→ **Work to complete**:
Every line of the material has to be retyped exactly.

====== Material provided

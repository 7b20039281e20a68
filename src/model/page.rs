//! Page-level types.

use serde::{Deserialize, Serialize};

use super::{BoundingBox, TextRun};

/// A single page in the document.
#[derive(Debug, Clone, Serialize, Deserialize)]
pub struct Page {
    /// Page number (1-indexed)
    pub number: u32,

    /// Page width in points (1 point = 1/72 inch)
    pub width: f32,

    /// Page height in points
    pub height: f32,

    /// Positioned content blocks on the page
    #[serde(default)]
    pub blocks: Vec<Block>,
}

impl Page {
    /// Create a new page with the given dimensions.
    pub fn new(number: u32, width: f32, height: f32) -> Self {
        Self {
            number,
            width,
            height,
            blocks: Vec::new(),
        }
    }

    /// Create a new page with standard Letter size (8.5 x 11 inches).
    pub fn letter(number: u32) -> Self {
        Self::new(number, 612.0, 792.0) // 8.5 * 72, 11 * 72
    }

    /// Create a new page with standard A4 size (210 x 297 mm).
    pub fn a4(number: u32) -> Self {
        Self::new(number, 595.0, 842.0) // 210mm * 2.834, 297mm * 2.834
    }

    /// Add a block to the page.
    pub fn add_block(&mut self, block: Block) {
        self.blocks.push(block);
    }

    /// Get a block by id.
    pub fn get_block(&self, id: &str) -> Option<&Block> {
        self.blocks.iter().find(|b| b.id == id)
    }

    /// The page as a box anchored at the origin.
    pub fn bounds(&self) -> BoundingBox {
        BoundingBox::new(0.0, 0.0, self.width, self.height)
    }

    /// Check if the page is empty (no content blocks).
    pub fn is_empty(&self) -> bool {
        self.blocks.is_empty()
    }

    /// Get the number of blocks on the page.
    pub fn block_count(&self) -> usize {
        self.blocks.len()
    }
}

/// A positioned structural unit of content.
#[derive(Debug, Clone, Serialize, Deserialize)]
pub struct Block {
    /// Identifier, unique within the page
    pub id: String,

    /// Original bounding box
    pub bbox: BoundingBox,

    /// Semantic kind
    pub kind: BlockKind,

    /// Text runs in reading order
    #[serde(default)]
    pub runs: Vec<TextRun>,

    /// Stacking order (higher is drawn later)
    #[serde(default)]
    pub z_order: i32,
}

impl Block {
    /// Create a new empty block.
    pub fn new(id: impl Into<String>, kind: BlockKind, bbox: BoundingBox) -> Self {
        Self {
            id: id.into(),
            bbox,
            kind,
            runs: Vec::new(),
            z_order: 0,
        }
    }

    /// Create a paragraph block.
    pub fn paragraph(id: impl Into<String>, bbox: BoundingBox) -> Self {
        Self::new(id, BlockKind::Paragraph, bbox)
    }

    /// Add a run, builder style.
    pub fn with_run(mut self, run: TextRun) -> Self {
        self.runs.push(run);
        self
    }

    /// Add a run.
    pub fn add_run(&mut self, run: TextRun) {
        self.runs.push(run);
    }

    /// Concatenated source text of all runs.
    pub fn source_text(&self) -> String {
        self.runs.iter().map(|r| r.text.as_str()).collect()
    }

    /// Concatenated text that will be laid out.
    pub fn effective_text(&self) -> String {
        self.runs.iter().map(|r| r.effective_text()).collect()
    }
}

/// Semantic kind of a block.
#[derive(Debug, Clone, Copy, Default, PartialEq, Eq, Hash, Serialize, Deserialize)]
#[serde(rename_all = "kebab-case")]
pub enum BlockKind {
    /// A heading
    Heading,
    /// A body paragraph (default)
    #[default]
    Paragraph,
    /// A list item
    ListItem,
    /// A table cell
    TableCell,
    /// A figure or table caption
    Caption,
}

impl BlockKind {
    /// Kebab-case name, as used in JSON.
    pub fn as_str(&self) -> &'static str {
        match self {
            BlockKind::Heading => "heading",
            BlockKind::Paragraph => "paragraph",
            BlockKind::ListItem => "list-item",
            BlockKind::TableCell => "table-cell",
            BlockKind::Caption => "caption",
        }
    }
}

============

→ **Output of the exercise**:
repository 7b20039281e20a68
filename src/model/page.rs
//! Page-level types.

use serde::{Deserialize, Serialize};

use super::{BoundingBox, TextRun};

/// A single page in the document.
#[derive(Debug, Clone, Serialize, Deserialize)]
pub struct Page {
    /// Page number (1-indexed)
    pub number: u32,

    /// Page width in points (1 point = 1/72 inch)
    pub width: f32,

    /// Page height in points
    pub height: f32,

    /// Positioned content blocks on the page
    #[serde(default)]
    pub blocks: Vec<Block>,
}

impl Page {
    /// Create a new page with the given dimensions.
    pub fn new(number: u32, width: f32, height: f32) -> Self {
        Self {
            number,
            width,
            height,
            blocks: Vec::new(),
        }
    }

    /// Create a new page with standard Letter size (8.5 x 11 inches).
    pub fn letter(number: u32) -> Self {
        Self::new(number, 612.0, 792.0) // 8.5 * 72, 11 * 72
    }

    /// Create a new page with standard A4 size (210 x 297 mm).
    pub fn a4(number: u32) -> Self {
        Self::new(number, 595.0, 842.0) // 210mm * 2.834, 297mm * 2.834
    }

    /// Add a block to the page.
    pub fn add_block(&mut self, block: Block) {
        self.blocks.push(block);
    }

    /// Get a block by id.
    pub fn get_block(&self, id: &str) -> Option<&Block> {
        self.blocks.iter().find(|b| b.id == id)
    }

    /// The page as a box anchored at the origin.
    pub fn bounds(&self) -> BoundingBox {
        BoundingBox::new(0.0, 0.0, self.width, self.height)
    }

    /// Check if the page is empty (no content blocks).
    pub fn is_empty(&self) -> bool {
        self.blocks.is_empty()
    }

    /// Get the number of blocks on the page.
    pub fn block_count(&self) -> usize {
        self.blocks.len()
    }
}

/// A positioned structural unit of content.
#[derive(Debug, Clone, Serialize, Deserialize)]
pub struct Block {
    /// Identifier, unique within the page
    pub id: String,

    /// Original bounding box
    pub bbox: BoundingBox,

    /// Semantic kind
    pub kind: BlockKind,

    /// Text runs in reading order
    #[serde(default)]
    pub runs: Vec<TextRun>,

    /// Stacking order (higher is drawn later)
    #[serde(default)]
    pub z_order: i32,
}

impl Block {
    /// Create a new empty block.
    pub fn new(id: impl Into<String>, kind: BlockKind, bbox: BoundingBox) -> Self {
        Self {
            id: id.into(),
            bbox,
            kind,
            runs: Vec::new(),
            z_order: 0,
        }
    }

    /// Create a paragraph block.
    pub fn paragraph(id: impl Into<String>, bbox: BoundingBox) -> Self {
        Self::new(id, BlockKind::Paragraph, bbox)
    }

    /// Add a run, builder style.
    pub fn with_run(mut self, run: TextRun) -> Self {
        self.runs.push(run);
        self
    }

    /// Add a run.
    pub fn add_run(&mut self, run: TextRun) {
        self.runs.push(run);
    }

    /// Concatenated source text of all runs.
    pub fn source_text(&self) -> String {
        self.runs.iter().map(|r| r.text.as_str()).collect()
    }

    /// Concatenated text that will be laid out.
    pub fn effective_text(&self) -> String {
        self.runs.iter().map(|r| r.effective_text()).collect()
    }
}

/// Semantic kind of a block.
#[derive(Debug, Clone, Copy, Default, PartialEq, Eq, Hash, Serialize, Deserialize)]
#[serde(rename_all = "kebab-case")]
pub enum BlockKind {
    /// A heading
    Heading,
    /// A body paragraph (default)
    #[default]
    Paragraph,
    /// A list item
    ListItem,
    /// A table cell
    TableCell,
    /// A figure or table caption
    Caption,
}

impl BlockKind {
    /// Kebab-case name, as used in JSON.
    pub fn as_str(&self) -> &'static str {
        match self {
            BlockKind::Heading => "heading",
            BlockKind::Paragraph => "paragraph",
            BlockKind::ListItem => "list-item",
            BlockKind::TableCell => "table-cell",
            BlockKind::Caption => "caption",
        }
    }
}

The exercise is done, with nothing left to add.